Well, kind of ironically, I was on my way to get my truck inspected for the year when the engine seemed to be breaking up a little, let off the gas, ran fine. Got some gas, got the sticker, the breaking up started again, but much worse. I pulled over at the best spot I could find. Here is the run down-
-230 with a holley 2300 style carb
-Engine breaking up/ backfired once or twice.
-I have a clear filter in the line between the pump and the carb, you could see bubbles in there, checked all the fittings I could get at for tightness, no leaks to suck air through.
-Blew air back through the line, didn't seem like it was blocked at all, after getting it started again, the bubbles were still there.
-Took apart the tank to fill neck vent (It did have gas in it), nothing different.
-Had to start it by pouring gas in the carb once or twice while monkeying with it, sometimes it would run and break up, sometimes not.
-I was going to try a fuel line from the pump into a gas can but I didn't have any fittings to try to safely rig that up and my help's patience was running out.

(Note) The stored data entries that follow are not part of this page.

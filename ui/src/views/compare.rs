use dioxus::prelude::*;

use crate::ladder::{AnalysisControls, ComparisonView};

#[component]
pub fn Compare() -> Element {
    rsx! {
        section { class: "page page-compare",
            h1 { "Compare characters" }
            p { "Experience, rate and depth overlays for every character ticked in the ladder." }
            AnalysisControls {}
            ComparisonView {}
        }
    }
}
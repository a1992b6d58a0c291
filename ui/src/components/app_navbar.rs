use dioxus::prelude::*;
use once_cell::sync::OnceCell;

use crate::ladder::use_ladder;

/// Platforms register a `NavBuilder` with fully constructed `Link` elements so
/// `ui` does not need to know each platform's `Route` enum.
///
/// ```ignore
/// register_nav(NavBuilder {
///     ladder: |label| rsx!( Link { class: "navbar__link", to: Route::Ladder {}, "{label}" } ),
///     compare: |label| rsx!( Link { class: "navbar__link", to: Route::Compare {}, "{label}" } ),
/// });
/// ```
///
/// Without a builder the navbar renders whatever `children` it was given.
pub struct NavBuilder {
    pub ladder: fn(label: &str) -> Element,
    pub compare: fn(label: &str) -> Element,
}

static NAV_BUILDER: OnceCell<NavBuilder> = OnceCell::new();

pub fn register_nav(builder: NavBuilder) {
    let _ = NAV_BUILDER.set(builder);
}

#[component]
pub fn AppNavbar(children: Element) -> Element {
    let ladder = use_ladder();
    let compare_count = ladder.session.read().state().compare.len();
    let compare_label = if compare_count > 0 {
        format!("Compare ({compare_count})")
    } else {
        "Compare".to_string()
    };

    let internal_nav = NAV_BUILDER
        .get()
        .map(|b| ((b.ladder)("Ladder"), (b.compare)(&compare_label)));

    rsx! {
        header {
            id: "navbar",
            class: "navbar",
            div { class: "navbar__inner",
                div { class: "navbar__brand",
                    span { class: "navbar__brand-link",
                        span { class: "navbar__brand-spark", aria_hidden: "true" }
                        span { class: "navbar__brand-mark", "Ladderwatch" }
                    }
                    span { class: "navbar__brand-subtitle", "Ladder rates, deaths and depth" }
                }

                if let Some((ladder_link, compare_link)) = internal_nav {
                    nav { class: "navbar__links",
                        {ladder_link}
                        {compare_link}
                    }
                } else {
                    nav { class: "navbar__links", {children} }
                }
            }
        }
    }
}
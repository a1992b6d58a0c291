use dioxus::prelude::*;

use crate::core::ladder::{Column, IntervalLabel};
use crate::core::view_state::{
    LayoutRatios, ViewAction, RATE_INTERVAL_CHOICES, TIME_WINDOW_CHOICES,
};

use super::use_ladder;

/// Ladder interval, search, class filter and column visibility.
#[component]
pub fn LadderControls() -> Element {
    let ladder = use_ladder();
    let session = ladder.session.read();
    let state = session.state().clone();
    let classes = session.classes();
    let class_value = state.class_filter.clone().unwrap_or_default();

    rsx! {
        div { class: "ladder-controls",
            label { class: "ladder-controls__field",
                span { "Interval" }
                select {
                    value: "{state.ladder_interval}",
                    onchange: move |evt: FormEvent| {
                        if let Ok(label) = evt.value().parse::<IntervalLabel>() {
                            ladder.act(ViewAction::SetLadderInterval(label));
                        }
                    },
                    for label in IntervalLabel::ALL {
                        option {
                            key: "{label}",
                            value: "{label}",
                            selected: label == state.ladder_interval,
                            "{label}"
                        }
                    }
                }
            }

            label { class: "ladder-controls__field ladder-controls__field--grow",
                span { "Search" }
                input {
                    r#type: "search",
                    placeholder: "Character or account",
                    value: "{state.search}",
                    oninput: move |evt: FormEvent| ladder.act(ViewAction::SetSearch(evt.value())),
                }
            }

            label { class: "ladder-controls__field",
                span { "Class" }
                select {
                    value: "{class_value}",
                    onchange: move |evt: FormEvent| {
                        let value = evt.value();
                        ladder.act(ViewAction::SetClassFilter((!value.is_empty()).then_some(value)));
                    },
                    option { value: "", "All classes" }
                    for class in classes.into_iter() {
                        option {
                            key: "{class}",
                            selected: class == class_value,
                            value: "{class}",
                            "{class}"
                        }
                    }
                }
            }

            details { class: "ladder-controls__columns",
                summary { "Columns" }
                for column in Column::ALL {
                    label { key: "{column.label()}", class: "ladder-controls__column",
                        input {
                            r#type: "checkbox",
                            checked: !state.is_hidden(column),
                            onchange: move |_| ladder.act(ViewAction::ToggleColumn(column)),
                        }
                        "{column.label()}"
                    }
                }
            }
        }
    }
}

/// Rate interval, time window and pane sizes for the detail and comparison
/// charts.
#[component]
pub fn AnalysisControls() -> Element {
    let ladder = use_ladder();
    let state = ladder.session.read().state().clone();
    let layout = state.layout;
    let compare_count = state.compare.len();

    rsx! {
        div { class: "ladder-controls ladder-controls--analysis",
            label { class: "ladder-controls__field",
                span { "Rate interval" }
                select {
                    onchange: move |evt: FormEvent| {
                        if let Ok(secs) = evt.value().parse::<u64>() {
                            ladder.act(ViewAction::SetRateInterval(secs));
                        }
                    },
                    for (secs, label) in RATE_INTERVAL_CHOICES {
                        option {
                            key: "{secs}",
                            value: "{secs}",
                            selected: secs == state.rate_interval_secs,
                            "{label}"
                        }
                    }
                }
            }

            label { class: "ladder-controls__field",
                span { "Window" }
                select {
                    onchange: move |evt: FormEvent| {
                        if let Ok(secs) = evt.value().parse::<u64>() {
                            ladder.act(ViewAction::SetTimeWindow(secs));
                        }
                    },
                    for (secs, label) in TIME_WINDOW_CHOICES {
                        option {
                            key: "{secs}",
                            value: "{secs}",
                            selected: secs == state.time_window_secs,
                            "{label}"
                        }
                    }
                }
            }

            label { class: "ladder-controls__field",
                span { "Table width" }
                input {
                    r#type: "range",
                    min: "0.2",
                    max: "0.8",
                    step: "0.05",
                    value: "{layout.table}",
                    oninput: move |evt: FormEvent| {
                        if let Ok(table) = evt.value().parse::<f32>() {
                            ladder.act(ViewAction::SetLayout(LayoutRatios { table, ..layout }));
                        }
                    },
                }
            }

            label { class: "ladder-controls__field",
                span { "Chart split" }
                input {
                    r#type: "range",
                    min: "0.2",
                    max: "0.8",
                    step: "0.05",
                    value: "{layout.charts}",
                    oninput: move |evt: FormEvent| {
                        if let Ok(charts) = evt.value().parse::<f32>() {
                            ladder.act(ViewAction::SetLayout(LayoutRatios { charts, ..layout }));
                        }
                    },
                }
            }

            if compare_count > 0 {
                button {
                    r#type: "button",
                    class: "button button--ghost",
                    onclick: move |_| ladder.act(ViewAction::ClearCompare),
                    "Clear comparison ({compare_count})"
                }
            }
        }
    }
}
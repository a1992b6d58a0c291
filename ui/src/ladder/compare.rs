use dioxus::prelude::*;

use crate::core::compare::Comparison;
use crate::core::session::ComparisonPanel;
use crate::core::view_state::{ViewAction, MIN_COMPARE};

use super::{use_ladder, AxisKind, LadderHandle, LineChart};

/// Overlay charts for every compared character that could be fetched.
#[component]
pub fn ComparisonView() -> Element {
    let ladder = use_ladder();
    let session = ladder.session.read();
    let panel = session.comparison().clone();
    let requested = session.state().compare.clone();
    drop(session);

    let content = match panel {
        ComparisonPanel::Inactive => rsx! {
            p { class: "ladder-card__placeholder",
                "Tick at least {MIN_COMPARE} characters in the table to compare them."
            }
        },
        ComparisonPanel::Loading => rsx! {
            p { class: "ladder-card__placeholder", "Loading {requested.len()} histories…" }
        },
        ComparisonPanel::Empty => rsx! {
            div { class: "ladder-card__error",
                p { "None of the selected characters could be loaded." }
            }
        },
        ComparisonPanel::Ready(comparison) => render_comparison(comparison, &requested),
    };

    rsx! {
        section { class: "ladder-card ladder-compare",
            div { class: "ladder-card__header",
                h2 { "Comparison" }
                if !requested.is_empty() {
                    span { class: "ladder-card__meta", "{requested.len()} selected" }
                }
            }

            if !requested.is_empty() {
                ul { class: "ladder-compare__chips",
                    for name in requested.iter().cloned() {
                        {chip(ladder, name)}
                    }
                }
            }

            {content}
        }
    }
}

fn chip(ladder: LadderHandle, name: String) -> Element {
    let target = name.clone();
    rsx! {
        li { key: "{name}", class: "ladder-compare__chip",
            "{name}"
            button {
                r#type: "button",
                class: "ladder-compare__remove",
                aria_label: "Remove {name}",
                onclick: move |_| ladder.act(ViewAction::ToggleCompare(target.clone())),
                "×"
            }
        }
    }
}

fn render_comparison(comparison: Comparison, requested: &[String]) -> Element {
    let missing: Vec<&String> = requested
        .iter()
        .filter(|name| !comparison.members.iter().any(|m| &m.name == *name))
        .collect();
    let missing_note = (!missing.is_empty()).then(|| {
        missing
            .iter()
            .map(|name| name.as_str())
            .collect::<Vec<_>>()
            .join(", ")
    });

    let xp = comparison.xp_datasets();
    let deaths = comparison.death_datasets();
    let rates = comparison.rate_datasets();
    let depth = comparison.depth_datasets();

    rsx! {
        if let Some(note) = missing_note {
            p { class: "ladder-compare__missing", "Couldn't load: {note}" }
        }
        LineChart { title: "Experience".to_string(), datasets: xp, markers: deaths, axis: AxisKind::Experience }
        LineChart { title: "Experience per hour".to_string(), datasets: rates, axis: AxisKind::Rate }
        if let Some(depth) = depth {
            LineChart { title: "Delve depth".to_string(), datasets: depth, axis: AxisKind::Depth }
        }
    }
}
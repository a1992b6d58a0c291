//! Single-character derivations: window -> rates, deaths, depth and a summary.

use super::deaths::{self, DeathEvent};
use super::range::{contains_timestamp, filter_by_time_range};
use super::rates::{self, RatePoint};
use super::series::{self, ChartPoint, CharacterHistory, Snapshot};

/// Every derived signal for one character under a given window and interval.
#[derive(Debug, Clone, PartialEq)]
pub struct DerivedSeries {
    pub xp: Vec<ChartPoint>,
    pub rates: Vec<RatePoint>,
    /// Deaths whose timestamp is one of the windowed snapshot times.
    pub deaths: Vec<DeathEvent>,
    pub depth: Vec<ChartPoint>,
}

impl DerivedSeries {
    pub fn has_depth(&self) -> bool {
        !self.depth.is_empty()
    }
}

/// Range filter, then rate calculation on what's left. Deaths are detected on
/// the full history (the pre-death snapshot may sit just outside the window)
/// and kept when they land on a windowed snapshot.
pub fn derive(history: &[Snapshot], window_secs: i64, interval_secs: i64) -> DerivedSeries {
    let windowed = filter_by_time_range(history, window_secs);

    let deaths = deaths::deaths(history)
        .into_iter()
        .filter(|event| contains_timestamp(windowed, event.timestamp))
        .collect();

    DerivedSeries {
        xp: series::xp_points(windowed),
        rates: rates::rates(windowed, interval_secs),
        deaths,
        depth: series::depth_points(windowed),
    }
}

#[derive(Debug, Clone, Default, PartialEq)]
pub struct DetailSummary {
    pub latest_xp: Option<u64>,
    pub latest_depth: Option<u64>,
    /// Net experience across the window, deaths included.
    pub xp_gained: i64,
    pub death_count: usize,
    pub xp_lost_total: u64,
    /// Net gain over the window's span, per hour; 0 for a single snapshot.
    pub average_rate_per_hour: f64,
    pub max_depth: Option<u64>,
    pub snapshot_count: usize,
}

/// What the detail panel shows for the selected character.
#[derive(Debug, Clone, PartialEq)]
pub struct DetailView {
    pub name: String,
    pub class: String,
    pub account: String,
    pub series: DerivedSeries,
    pub summary: DetailSummary,
}

pub fn detail_view(history: &CharacterHistory, window_secs: i64, interval_secs: i64) -> DetailView {
    let windowed = filter_by_time_range(&history.history, window_secs);
    let series = derive(&history.history, window_secs, interval_secs);
    let summary = summarize(windowed, &series);

    DetailView {
        name: history.name.clone(),
        class: history.class.clone(),
        account: history.account.clone(),
        series,
        summary,
    }
}

fn summarize(windowed: &[Snapshot], derived: &DerivedSeries) -> DetailSummary {
    let (Some(first), Some(last)) = (windowed.first(), windowed.last()) else {
        return DetailSummary::default();
    };

    let xp_gained = last.x as i64 - first.x as i64;
    let span = last.t - first.t;
    let average_rate_per_hour = if span > 0 {
        (xp_gained as f64 / span as f64 * 3600.0).max(0.0)
    } else {
        0.0
    };

    DetailSummary {
        latest_xp: Some(last.x),
        latest_depth: last.d,
        xp_gained,
        death_count: derived.deaths.len(),
        xp_lost_total: deaths::total_lost(&derived.deaths),
        average_rate_per_hour,
        max_depth: windowed.iter().filter_map(|snap| snap.d).max(),
        snapshot_count: windowed.len(),
    }
}

#[cfg(test)]
mod tests {
    use super::*;

    fn history() -> CharacterHistory {
        CharacterHistory {
            name: "twist".into(),
            class: "Juggernaut".into(),
            account: "turd#4882".into(),
            history: vec![
                Snapshot::with_depth(0, 1_000, 10),
                Snapshot::with_depth(600, 2_000, 12),
                Snapshot::with_depth(1_200, 1_800, 12),
                Snapshot::with_depth(1_800, 3_000, 15),
                Snapshot::with_depth(2_400, 2_700, 15),
            ],
        }
    }

    #[test]
    fn full_history_summary() {
        let view = detail_view(&history(), 0, 600);
        assert_eq!(view.summary.snapshot_count, 5);
        assert_eq!(view.summary.death_count, 2);
        assert_eq!(view.summary.xp_lost_total, 200 + 300);
        assert_eq!(view.summary.xp_gained, 1_700);
        assert_eq!(view.summary.max_depth, Some(15));
        assert_eq!(view.summary.latest_xp, Some(2_700));
        assert_eq!(view.series.rates.len(), 4);
    }

    #[test]
    fn window_keeps_deaths_on_windowed_timestamps_only() {
        // Window of 700 s keeps t = 1800, 2400; the death at 1200 falls outside,
        // the death at 2400 (pre-death snapshot at 1800) stays.
        let derived = derive(&history().history, 700, 600);
        assert_eq!(derived.xp.len(), 2);
        assert_eq!(derived.deaths.len(), 1);
        assert_eq!(derived.deaths[0].timestamp, 2_400);
    }

    #[test]
    fn death_whose_predecessor_is_outside_window_still_counts() {
        // Window of 500 s keeps only t = 2400; its death compares against 1800.
        let derived = derive(&history().history, 500, 600);
        assert_eq!(derived.xp.len(), 1);
        assert_eq!(derived.deaths.len(), 1);
        assert!(derived.rates.is_empty());
    }

    #[test]
    fn empty_history_degrades_to_defaults() {
        let view = detail_view(&CharacterHistory::default(), 3600, 3600);
        assert_eq!(view.summary, DetailSummary::default());
        assert!(view.series.xp.is_empty());
        assert!(!view.series.has_depth());
    }
}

-This happened twice before, last fall, when the old carb was on it, so I don't think its the carb. Both of those times were after long periods of idling, or not moving very fast and I chalked it up to the gas vaporizing.
-I rebuilt the fuel pump like 3 years ago, but with a kit I bought from Ebay that came in a sandwich bag.
-I noticed since I put the clear filter on that the gas backflows through it when the truck isn't running, usually if I had it running the day before, the next day it would be empty, no leaks on the garage floor.
- A nice local gentleman in an MVPA hat stopped to help, his best guess was new gas+old rebuild material= This.
I ended up getting a buddy with an F250 to pull me back to a fire company I belong to. As luck would have it, I have a spare fuel pump "in the mail" from a member. Does it seem logical that the fuel pump is the problem, or should I be looking at the line more?
Edit: forgot to mention that the fire company (I learned not to call it "hose house" around Doug) has an M715 brush truck, and I had to fight the urge to start swapping parts around.